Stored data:

^^^^^^^^^^^^^^^^

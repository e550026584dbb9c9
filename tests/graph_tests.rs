//! Dependency graph tests over synthesized templates

mod common;

use common::*;
use vpcsynth::graph::DependencyGraph;
use vpcsynth::stack::VpcStack;
use vpcsynth::template::intrinsic::reference;
use vpcsynth::template::Resource;
use vpcsynth::Error;

fn position(order: &[String], id: &str) -> usize {
    order
        .iter()
        .position(|x| x == id)
        .unwrap_or_else(|| panic!("{id} missing from order"))
}

#[test]
fn test_builtin_graph_is_acyclic_and_complete() {
    let template = builtin_template();
    let graph = DependencyGraph::from_template(&template).unwrap();

    assert_eq!(graph.node_count(), template.resources.len());
    assert!(!graph.has_cycles());
    assert_eq!(graph.deployment_order().unwrap().len(), 17);
}

#[test]
fn test_vpc_precedes_everything_that_references_it() {
    let template = builtin_template();
    let graph = DependencyGraph::from_template(&template).unwrap();
    let order = graph.deployment_order().unwrap();

    assert_eq!(order[0], "VpcPintusukses");
    let vpc_pos = position(&order, "VpcPintusukses");
    for dependent in graph.dependents_of("VpcPintusukses") {
        assert!(position(&order, &dependent) > vpc_pos, "{dependent}");
    }
    // Everything but the internet gateway hangs off the VPC
    assert_eq!(graph.dependents_of("VpcPintusukses").len(), 15);
}

#[test]
fn test_every_edge_is_respected() {
    let template = builtin_template();
    let graph = DependencyGraph::from_template(&template).unwrap();
    let order = graph.deployment_order().unwrap();

    for id in template.resources.keys() {
        for dependency in graph.direct_dependencies(id) {
            assert!(
                position(&order, &dependency) < position(&order, id),
                "{dependency} must come before {id}"
            );
        }
    }
}

#[test]
fn test_nat_route_dependencies() {
    let template = builtin_template();
    let graph = DependencyGraph::from_template(&template).unwrap();

    let deps = graph.dependencies_of("PrivatePintusuksesRtbRoute0");
    for expected in [
        "PrivatePintusuksesRtb",
        "NATGatewayPintusuksesPublicSubnet",
        "NATGatewayEIPPintusuksesPublicSubnet",
        "PintusuksesPublicSubnet",
        "InternetGatewayAttachment",
        "VpcPintusukses",
    ] {
        assert!(deps.iter().any(|d| d == expected), "{expected} in {deps:?}");
    }
    assert_eq!(
        graph.direct_dependencies("PublicPintusuksesRtbRoute0"),
        vec![
            "PintusuksesInternetGateway",
            "InternetGatewayAttachment",
            "PublicPintusuksesRtb"
        ]
    );
}

#[test]
fn test_fixture_graph_orders_shared_nat_once() {
    let template = VpcStack::synthesize(&small_topology()).unwrap();
    let graph = DependencyGraph::from_template(&template).unwrap();
    let order = graph.deployment_order().unwrap();

    let nat = position(&order, "NATGatewayPublicSubnet");
    assert!(position(&order, "PrivateARtbRoute0") > nat);
    assert!(position(&order, "PrivateBRtbRoute0") > nat);
    assert_eq!(graph.direct_dependents("NATGatewayPublicSubnet").len(), 2);
}

#[test]
fn test_dangling_reference_in_edited_template() {
    let mut template = builtin_template();
    template.resources.shift_remove("InternetGatewayAttachment");

    let err = DependencyGraph::from_template(&template).unwrap_err();
    assert!(matches!(
        err,
        Error::DanglingReference { ref to, .. } if to == "InternetGatewayAttachment"
    ));
}

#[test]
fn test_cycle_in_edited_template() {
    let mut template = builtin_template();
    template
        .resources
        .insert(
            "VpcPintusukses".to_string(),
            Resource::new("AWS::EC2::VPC").property("Peer", reference("PintusuksesPublicSubnet")),
        );

    let graph = DependencyGraph::from_template(&template).unwrap();
    assert!(graph.has_cycles());
    let cycles = graph.get_cycles();
    assert!(cycles[0].contains(&"VpcPintusukses".to_string()));
    assert!(matches!(graph.deployment_order(), Err(Error::DependencyCycle(_))));
}

#[test]
fn test_dot_output() {
    let graph = DependencyGraph::from_template(&builtin_template()).unwrap();
    let dot = graph.to_dot();
    assert!(dot.starts_with("digraph resources {"));
    assert!(dot.contains("\"VpcPintusukses\" -> \"PintusuksesPublicSubnet\" [style=solid];"));
    assert!(dot.contains(
        "\"InternetGatewayAttachment\" -> \"PublicPintusuksesRtbRoute0\" [style=dashed];"
    ));
    assert!(dot.trim_end().ends_with('}'));
}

^^^^^^^^^^^^^^^^

Exercise description ::
Check which lines of the entries hold the word "NATGatewayPublicSubnet", then please give only how many there are.

Reply to the exercise ::
2